二倍体の染色体をもつものは、一方にエラーが生じてもなお複製を行うことができるという利点をもっている。つまりこれはエラーに対して強いために残存し、逆にエラーを複製をつうじて保存する機構にもなる。この場合エラーが蓄積されるので、どこかで一倍体の状態に戻り、エラーを除去しなければならない。ところがゾウリムシに見られるように、必要に応じて全体で一倍体に戻り、そこでエラーの修復を終えると、再度同じ一倍体が合体して二倍体になる戦略を用いてもよいはずである。ここには性は介在していない。ここで生じる問題が、性細胞と体細胞の分化である。個体がそれじたいで一倍体と二倍体の間を行き来するのではなく、両者を機能分化させる戦略がどのようにして生じたのかである。この分化によって性が構造的な器官として成立し、自立し、固定される。
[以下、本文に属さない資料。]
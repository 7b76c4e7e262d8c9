use crate::algorithms::{normalized, VectorDimension};
use crate::error::{EngineError, EngineResult};
use crate::models::*;
use std::collections::HashSet;

const MAX_NAME_LEN: usize = 256;
const MAX_LABELS: usize = 64;
const MAX_LABEL_LEN: usize = 64;
const MAX_TEXT_QUERY_LEN: usize = 1_000;

fn invalid(msg: impl Into<String>) -> EngineError {
    EngineError::Validation(msg.into())
}

/// Ingestion-boundary check for catalog items. Returns the item with a
/// unit-length vector and trimmed labels.
pub fn validate_item_embedding(mut item: ItemEmbedding, dimension: VectorDimension) -> EngineResult<ItemEmbedding> {
    dimension.check(&item.vector)?;
    item.vector = normalized(&item.vector)
        .ok_or_else(|| invalid(format!("item {} has a zero-length embedding", item.item_id)))?;

    let meta = &mut item.metadata;
    if meta.schema_version != METADATA_SCHEMA_VERSION {
        return Err(invalid(format!(
            "unsupported metadata schema version {} (expected {})",
            meta.schema_version, METADATA_SCHEMA_VERSION
        )));
    }

    meta.name = meta.name.trim().to_string();
    if meta.name.is_empty() {
        return Err(invalid("item name cannot be empty"));
    }
    if meta.name.len() > MAX_NAME_LEN {
        return Err(invalid(format!("item name too long (max {MAX_NAME_LEN} characters)")));
    }

    meta.genres = clean_labels(&meta.genres, "genre")?;
    meta.tags = clean_labels(&meta.tags, "tag")?;

    if let Some(score) = meta.review_score {
        if !score.is_finite() || !(0.0..=100.0).contains(&score) {
            return Err(invalid("review score must be between 0 and 100"));
        }
    }
    if let Some(year) = meta.release_year {
        if !(1970..=2100).contains(&year) {
            return Err(invalid(format!("implausible release year {year}")));
        }
    }

    Ok(item)
}

fn clean_labels(labels: &[String], kind: &str) -> EngineResult<Vec<String>> {
    if labels.len() > MAX_LABELS {
        return Err(invalid(format!("too many {kind}s (max {MAX_LABELS})")));
    }
    let mut cleaned = Vec::with_capacity(labels.len());
    for label in labels {
        let label = label.trim();
        if label.is_empty() {
            continue;
        }
        if label.len() > MAX_LABEL_LEN {
            return Err(invalid(format!("{kind} {label:?} too long (max {MAX_LABEL_LEN} characters)")));
        }
        if !cleaned.iter().any(|existing: &String| existing.eq_ignore_ascii_case(label)) {
            cleaned.push(label.to_string());
        }
    }
    Ok(cleaned)
}

pub fn validate_signals(user_id: UserId, signals: &[OwnedItemSignal]) -> EngineResult<()> {
    let mut seen = HashSet::with_capacity(signals.len());
    for signal in signals {
        if !seen.insert(signal.item_id) {
            return Err(invalid(format!("item {} appears more than once in the library", signal.item_id)));
        }
        if signal.user_id != user_id {
            return Err(invalid(format!(
                "signal for item {} belongs to user {}, not {}",
                signal.item_id, signal.user_id, user_id
            )));
        }
        if let Some(ratio) = signal.completion_ratio {
            if !ratio.is_finite() || !(0.0..=1.0).contains(&ratio) {
                return Err(invalid(format!("completion ratio of item {} must lie in [0, 1]", signal.item_id)));
            }
        }
    }
    Ok(())
}

pub fn validate_limit(limit: usize, max_results: usize) -> EngineResult<()> {
    if limit == 0 {
        return Err(invalid("limit must be greater than 0"));
    }
    if limit > max_results {
        return Err(invalid(format!("limit too large (max {max_results})")));
    }
    Ok(())
}

pub fn validate_filters(filters: &RankingFilters) -> EngineResult<()> {
    if filters.popularity_score > 100 {
        return Err(invalid("popularity score must lie in [0, 100]"));
    }
    if let Some(score) = filters.min_review_score {
        if !score.is_finite() || !(0.0..=100.0).contains(&score) {
            return Err(invalid("minimum review score must lie in [0, 100]"));
        }
    }
    if let (Some(min), Some(max)) = (filters.release_year_min, filters.release_year_max) {
        if min > max {
            return Err(invalid("release_year_min must not exceed release_year_max"));
        }
    }
    Ok(())
}

pub fn validate_text_query(query: &str) -> EngineResult<&str> {
    let trimmed = query.trim();
    if trimmed.is_empty() {
        return Err(invalid("query text cannot be empty"));
    }
    if trimmed.chars().count() > MAX_TEXT_QUERY_LEN {
        return Err(invalid(format!("query text too long (max {MAX_TEXT_QUERY_LEN} characters)")));
    }
    Ok(trimmed)
}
この点でマーグリスの取った見解は独特である。細胞のもつ複製機能と、それ自体が空間を移動したり、細胞の内部の器官の移動を支える運動性の機能は、ひとつの細胞のなかに同居させて折り合わせることのできる以上のものになっているというのである。細胞がそれ自体のなかで折り合わせることのできない働きをもってしまったとき、窮余の策として、運動性の働きと複製の働きを分離する機能分化の回路へと入っていったというのである。現在の多細胞生物の起源が、ここにあることになる。しかもこれはどちらかといえば苦し紛れに入り込んだ回路である。こうしてみると現実の合理性と非合理性の間には、広大な隙間があることがわかる。現実の合理的な理由を求めるだけの科学は、ギリシアでテオリアと呼ばれ、近代ではエピステーメと呼ばれて、精密科学知の典型を作ってきた。ところが現実の事態が新たに形成されるさいには、いっさいの合理性とは独立に、それじたいが形成過程を進んでしまうという局面がある。この場面で科学的な経験の範囲を広げてみることが必要になる。
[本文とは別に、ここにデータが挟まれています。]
use crate::error::{EngineError, EngineResult};
use serde::{Deserialize, Serialize};
use std::net::SocketAddr;

#[derive(Debug, Clone, Serialize, Deserialize)]
pub struct Config {
    pub server: ServerConfig,
    pub vector: VectorConfig,
    pub postgres: PostgresConfig,
    pub redis: RedisConfig,
    pub kafka: KafkaConfig,
    pub embedding: EmbeddingConfig,
    pub preference: PreferenceConfig,
    pub feedback: FeedbackConfig,
    pub ranking: RankingConfig,
    pub refiner: RefinerConfig,
    pub sync: SyncConfig,
}

#[derive(Debug, Clone, Serialize, Deserialize)]
pub struct ServerConfig {
    pub host: String,
    pub port: u16,
    pub workers: usize,
}

impl ServerConfig {
    pub fn socket_addr(&self) -> anyhow::Result<SocketAddr> {
        Ok(format!("{}:{}", self.host, self.port).parse()?)
    }
}

#[derive(Debug, Clone, Serialize, Deserialize)]
pub struct VectorConfig {
    /// Output size of the embedding model; fixed per deployment.
    pub dimension: usize,
}

#[derive(Debug, Clone, Serialize, Deserialize)]
pub struct PostgresConfig {
    pub url: String,
    pub max_connections: u32,
    pub run_migrations: bool,
}

#[derive(Debug, Clone, Serialize, Deserialize)]
pub struct RedisConfig {
    pub url: String,
    pub key_prefix: String,
}

#[derive(Debug, Clone, Serialize, Deserialize)]
pub struct KafkaConfig {
    pub enabled: bool,
    pub brokers: String,
    pub sync_topic: String,
    pub feedback_topic: String,
    pub group_id: String,
    pub auto_offset_reset: String,
}

#[derive(Debug, Clone, Serialize, Deserialize)]
pub struct EmbeddingConfig {
    pub endpoint: String,
    pub model: String,
    pub api_key: Option<String>,
    pub timeout_ms: u64,
}

#[derive(Debug, Clone, Serialize, Deserialize)]
pub struct PreferenceConfig {
    pub min_playtime_hours: f64,
    pub half_life_months: f64,
    pub use_quality_weight: bool,
    /// Maximum deviation of the completion multiplier from 1.0.
    pub quality_strength: f64,
    pub diversify: bool,
}

#[derive(Debug, Clone, Serialize, Deserialize)]
pub struct FeedbackConfig {
    pub strong_like: f32,
    pub like: f32,
    pub dislike: f32,
    pub strong_dislike: f32,
    /// Recompute the learned vector from remaining history on delete.
    pub reverse_on_delete: bool,
}

impl FeedbackConfig {
    pub fn magnitude(&self, label: crate::models::FeedbackLabel) -> f32 {
        use crate::models::FeedbackLabel::*;
        match label {
            StrongLike => self.strong_like,
            Like => self.like,
            Dislike => self.dislike,
            StrongDislike => self.strong_dislike,
        }
    }
}

#[derive(Debug, Clone, Serialize, Deserialize)]
pub struct RankingConfig {
    pub default_limit: usize,
    pub max_results: usize,
    pub candidate_multiplier: usize,
    pub max_candidates: usize,
    pub query_timeout_ms: u64,
    pub learned_blend: f32,
    pub unplayed_ceiling_minutes: u32,
    pub unplayed_similarity_floor: f32,
    pub daily_pick_pool: usize,
    /// UTC hour at which the daily pick rolls over.
    pub daily_rollover_hour: u32,
}

#[derive(Debug, Clone, Serialize, Deserialize)]
pub struct RefinerConfig {
    pub max_rounds: u8,
    pub session_ttl_secs: i64,
    pub max_questions: usize,
    pub max_options: usize,
}

#[derive(Debug, Clone, Serialize, Deserialize)]
pub struct SyncConfig {
    /// Base URL of the upstream library service; pull sync is disabled without it.
    pub source_url: Option<String>,
    pub fetch_timeout_ms: u64,
    pub concurrency: usize,
    pub fetch_completion: bool,
}

impl Default for Config {
    fn default() -> Self {
        Self {
            server: ServerConfig {
                host: "0.0.0.0".to_string(),
                port: 8080,
                workers: num_cpus::get(),
            },
            vector: VectorConfig {
                dimension: 384,
            },
            postgres: PostgresConfig {
                url: "postgresql://localhost:5432/taste_engine".to_string(),
                max_connections: 10,
                run_migrations: true,
            },
            redis: RedisConfig {
                url: "redis://localhost:6379".to_string(),
                key_prefix: "taste".to_string(),
            },
            kafka: KafkaConfig {
                enabled: false,
                brokers: "localhost:9092".to_string(),
                sync_topic: "library_synced".to_string(),
                feedback_topic: "feedback_events".to_string(),
                group_id: "taste_engine".to_string(),
                auto_offset_reset: "earliest".to_string(),
            },
            embedding: EmbeddingConfig {
                endpoint: "http://localhost:8081/v1/embeddings".to_string(),
                model: "all-minilm-l6-v2".to_string(),
                api_key: None,
                timeout_ms: 5_000,
            },
            preference: PreferenceConfig {
                min_playtime_hours: 0.5,
                half_life_months: 24.0,
                use_quality_weight: true,
                quality_strength: 0.25,
                diversify: false,
            },
            feedback: FeedbackConfig {
                strong_like: 0.25,
                like: 0.10,
                dislike: -0.10,
                strong_dislike: -0.25,
                reverse_on_delete: false,
            },
            ranking: RankingConfig {
                default_limit: 20,
                max_results: 100,
                candidate_multiplier: 4,
                max_candidates: 500,
                query_timeout_ms: 2_000,
                learned_blend: 0.5,
                unplayed_ceiling_minutes: 120,
                unplayed_similarity_floor: 0.80,
                daily_pick_pool: 20,
                daily_rollover_hour: 0,
            },
            refiner: RefinerConfig {
                max_rounds: 3,
                session_ttl_secs: 1_800,
                max_questions: 3,
                max_options: 4,
            },
            sync: SyncConfig {
                source_url: None,
                fetch_timeout_ms: 3_000,
                concurrency: 8,
                fetch_completion: true,
            },
        }
    }
}

impl Config {
    pub fn from_file(path: &str) -> anyhow::Result<Self> {
        let settings = config::Config::builder()
            .add_source(config::Config::try_from(&Config::default())?)
            .add_source(config::File::with_name(path).required(false))
            .add_source(config::Environment::with_prefix("TASTE").separator("__"))
            .build()?;

        let config: Config = settings.try_deserialize()?;
        config.validate()?;
        Ok(config)
    }

    pub fn validate(&self) -> EngineResult<()> {
        let fail = |msg: &str| -> EngineResult<()> {
            Err(EngineError::Validation(format!("config: {msg}")))
        };

        if self.vector.dimension == 0 {
            return fail("vector.dimension must be positive");
        }
        if !(self.preference.half_life_months > 0.0) {
            return fail("preference.half_life_months must be positive");
        }
        if self.preference.min_playtime_hours < 0.0 {
            return fail("preference.min_playtime_hours must not be negative");
        }
        if !(0.0..1.0).contains(&self.preference.quality_strength) {
            return fail("preference.quality_strength must lie in [0, 1)");
        }
        if !(0.0..=1.0).contains(&self.ranking.learned_blend) {
            return fail("ranking.learned_blend must lie in [0, 1]");
        }
        if self.ranking.max_results == 0 || self.ranking.default_limit > self.ranking.max_results {
            return fail("ranking.default_limit must be within 1..=max_results");
        }
        if self.ranking.candidate_multiplier == 0 || self.ranking.daily_pick_pool == 0 {
            return fail("ranking candidate sizes must be positive");
        }
        if !(0.0..=1.0).contains(&self.ranking.unplayed_similarity_floor) {
            return fail("ranking.unplayed_similarity_floor must lie in [0, 1]");
        }
        if self.ranking.daily_rollover_hour > 23 {
            return fail("ranking.daily_rollover_hour must be an hour of the day");
        }
        if self.refiner.max_rounds == 0 {
            return fail("refiner.max_rounds must be positive");
        }
        if self.sync.concurrency == 0 {
            return fail("sync.concurrency must be positive");
        }
        let f = &self.feedback;
        if !(f.strong_like > f.like && f.like > 0.0 && 0.0 > f.dislike && f.dislike > f.strong_dislike) {
            return fail("feedback magnitudes must satisfy strong_like > like > 0 > dislike > strong_dislike");
        }
        Ok(())
    }
}

#[cfg(test)]
mod tests {
    use super::*;

    #[test]
    fn defaults_are_valid() {
        assert!(Config::default().validate().is_ok());
    }

    #[test]
    fn rejects_misordered_feedback_magnitudes() {
        let mut config = Config::default();
        config.feedback.like = 0.5;
        assert!(matches!(config.validate(), Err(EngineError::Validation(_))));
    }

    #[test]
    fn rejects_zero_half_life() {
        let mut config = Config::default();
        config.preference.half_life_months = 0.0;
        assert!(config.validate().is_err());
    }
}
概念的思考 学習段階では、物事を概念や意味として理解した方が知識は正確であり、しかも思考の節約にもなる。だが概念的思考回路を身に付けてしまうと、概念的にだけ経験を動かすようになる。その方が手っ取り早いから、どうしてもそうなってしまう。概念や意味だけで考えると、知識は広がっても経験の仕方はまったく固定してしまう。知識の修得段階でもっとも合理的な仕方が、ひとたび知識の形成の場面になると、むしろ融通の効かない制約になる。そのため経験の延長上に概念や意味を活用し、経験を広げるように概念を用いる工夫が必要になる。路上を歩くとき、前に出した足を着地させる直前に止めてみる。後ろ足に重心を戻し、後ろ足で踏ん張るのである。この状態は歩行の途上ではなく、何か歩行とは別のことをやっていることになる。ダンスの下手な物真似のような姿である。とすると行為にはひとまとまりの動きの単位があることになる。寝返りを途中で止めてみれば、この単位がどのようなものであるかがよくわかる。行為には、それを次の行為へと接続していくためのひとまとまりの単位がある。だから行為には無限分割が効かない。運動の無限分割を禁じたベルクソンの主張は、行為にもっとも良く当てはまる。
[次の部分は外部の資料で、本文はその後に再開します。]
//! Named filter bundles. A preset compiles to the same [`RankingFilters`]
//! as a hand-written request; explicit request fields win over it.

use crate::error::{EngineError, EngineResult};
use crate::models::{RankingFilters, RecommendationRequest, NEUTRAL_POPULARITY};
use serde::Serialize;

#[derive(Debug, Clone, Serialize)]
pub struct MoodPreset {
    pub name: &'static str,
    pub description: &'static str,
    pub tags: &'static [&'static str],
    pub genres: &'static [&'static str],
    pub min_review_score: Option<f32>,
    pub popularity_score: u8,
}

pub const MOOD_PRESETS: &[MoodPreset] = &[
    MoodPreset {
        name: "cozy",
        description: "Low-pressure games to unwind with",
        tags: &["cozy", "relaxing", "wholesome", "farming sim", "cute"],
        genres: &[],
        min_review_score: Some(75.0),
        popularity_score: NEUTRAL_POPULARITY,
    },
    MoodPreset {
        name: "competitive",
        description: "Head-to-head play with a skill ceiling",
        tags: &["pvp", "competitive", "esports", "multiplayer"],
        genres: &[],
        min_review_score: Some(70.0),
        popularity_score: 70,
    },
    MoodPreset {
        name: "story_rich",
        description: "Narrative-first experiences",
        tags: &["story rich", "narrative", "choices matter", "visual novel"],
        genres: &[],
        min_review_score: Some(80.0),
        popularity_score: NEUTRAL_POPULARITY,
    },
    MoodPreset {
        name: "quick_session",
        description: "Something you can put down after half an hour",
        tags: &["roguelike", "roguelite", "arcade", "score attack", "short"],
        genres: &[],
        min_review_score: Some(70.0),
        popularity_score: NEUTRAL_POPULARITY,
    },
    MoodPreset {
        name: "hidden_gems",
        description: "Well reviewed and rarely played",
        tags: &[],
        genres: &[],
        min_review_score: Some(85.0),
        popularity_score: 15,
    },
    MoodPreset {
        name: "crowd_pleasers",
        description: "The hits everyone is talking about",
        tags: &[],
        genres: &[],
        min_review_score: Some(80.0),
        popularity_score: 85,
    },
];

pub fn find_preset(name: &str) -> EngineResult<&'static MoodPreset> {
    let wanted = name.trim().to_lowercase();
    MOOD_PRESETS.iter().find(|p| p.name == wanted).ok_or_else(|| {
        let known: Vec<&str> = MOOD_PRESETS.iter().map(|p| p.name).collect();
        EngineError::Validation(format!("unknown mood {name:?}; expected one of {}", known.join(", ")))
    })
}

fn owned(values: &[&str]) -> Vec<String> {
    values.iter().map(|v| v.to_string()).collect()
}

impl From<&MoodPreset> for RankingFilters {
    fn from(preset: &MoodPreset) -> Self {
        RankingFilters {
            min_review_score: preset.min_review_score,
            genres: owned(preset.genres),
            tags: owned(preset.tags),
            popularity_score: preset.popularity_score,
            ..RankingFilters::default()
        }
    }
}

/// Starts from the mood preset (if any) and overlays every field the
/// request sets explicitly.
pub fn compile_filters(request: &RecommendationRequest) -> EngineResult<RankingFilters> {
    let mut filters = match &request.mood {
        Some(mood) => RankingFilters::from(find_preset(mood)?),
        None => RankingFilters::default(),
    };

    if let Some(score) = request.min_review_score {
        filters.min_review_score = Some(score);
    }
    if let Some(free_only) = request.free_only {
        filters.free_only = free_only;
    }
    if let Some(year) = request.release_year_min {
        filters.release_year_min = Some(year);
    }
    if let Some(year) = request.release_year_max {
        filters.release_year_max = Some(year);
    }
    if let Some(genres) = &request.genres {
        filters.genres = genres.clone();
    }
    if let Some(tags) = &request.tags {
        filters.tags = tags.clone();
    }
    if let Some(score) = request.popularity_score {
        filters.popularity_score = score;
    }

    Ok(filters)
}

#[cfg(test)]
mod tests {
    use super::*;
    use crate::models::QuerySource;

    #[test]
    fn presets_have_unique_names() {
        let mut names: Vec<&str> = MOOD_PRESETS.iter().map(|p| p.name).collect();
        names.sort_unstable();
        names.dedup();
        assert_eq!(names.len(), 6);
    }

    #[test]
    fn explicit_fields_override_preset() {
        let mut request = RecommendationRequest::new(QuerySource::Preference).with_popularity(60);
        request.mood = Some("Hidden_Gems".into());
        request.tags = Some(vec!["puzzle".into()]);

        let filters = compile_filters(&request).unwrap();
        assert_eq!(filters.popularity_score, 60);
        assert_eq!(filters.min_review_score, Some(85.0));
        assert_eq!(filters.tags, vec!["puzzle".to_string()]);
    }

    #[test]
    fn no_mood_is_neutral() {
        let filters = compile_filters(&RecommendationRequest::new(QuerySource::Blended)).unwrap();
        assert_eq!(filters, RankingFilters::default());
    }

    #[test]
    fn unknown_mood_is_rejected() {
        let mut request = RecommendationRequest::new(QuerySource::Blended);
        request.mood = Some("spooky".into());
        assert!(matches!(compile_filters(&request), Err(EngineError::Validation(_))));
    }
}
ここで概念的な思考をやってみる。運動にはそれが継続するための単位があるという主張を、すべての自然界に拡大してみるのである。自由落下をイメージする。たんに物体が落下するだけである。このとき物体は、一区切りづつまとまりをもって落下していくことになる。なだらかに連続的に落ちていくのではなく、ひとまとまりごとに落ちていくのである。ひとまとまりの区切りの間には、測定誤差内の隙間しかなければ、測定結果は、連続的な落下の場合と同じである。測定結果が同じであれば、どちらが現実の運動かを最終的には判定できない。どちらもありうることになる。その場合どちらが有効な経験の拡大可能性をもっているかが問われる。
連続的に物体が落ちていくという場合、実は連続的な空間がすでに前提されている。この空間のなかを物体が落ちていく以上、この落下運動は連続運動に決まっている。ところが無重力の宇宙空間では、いったい何が空間を張り出しているのだろう。さらに物体の運動が、空間を形成し、空間を歪めたり変化させたりするのであれば、空間内の運動ではなく、運動そのものから空間が形成されるような議論が必要になる。そうなると運動は、空間内の相対的偏差によっても、また空間内の移動のような連続性を必要条件ともしなくなる。物体はそれ固有の運動の単位をもち、また固有の運動のモードをもつ。少なくてもこうした可能性は、つねにストックしておいてよいのである。概念的思考は、すべてを一から考え直すための回路である。この考え直しの途上に転用して活用できるさまざまなアイディアが出てくることもある。極端な意見にあらかじめ身構える態度だけは、もう括弧に入れておいてよいのである。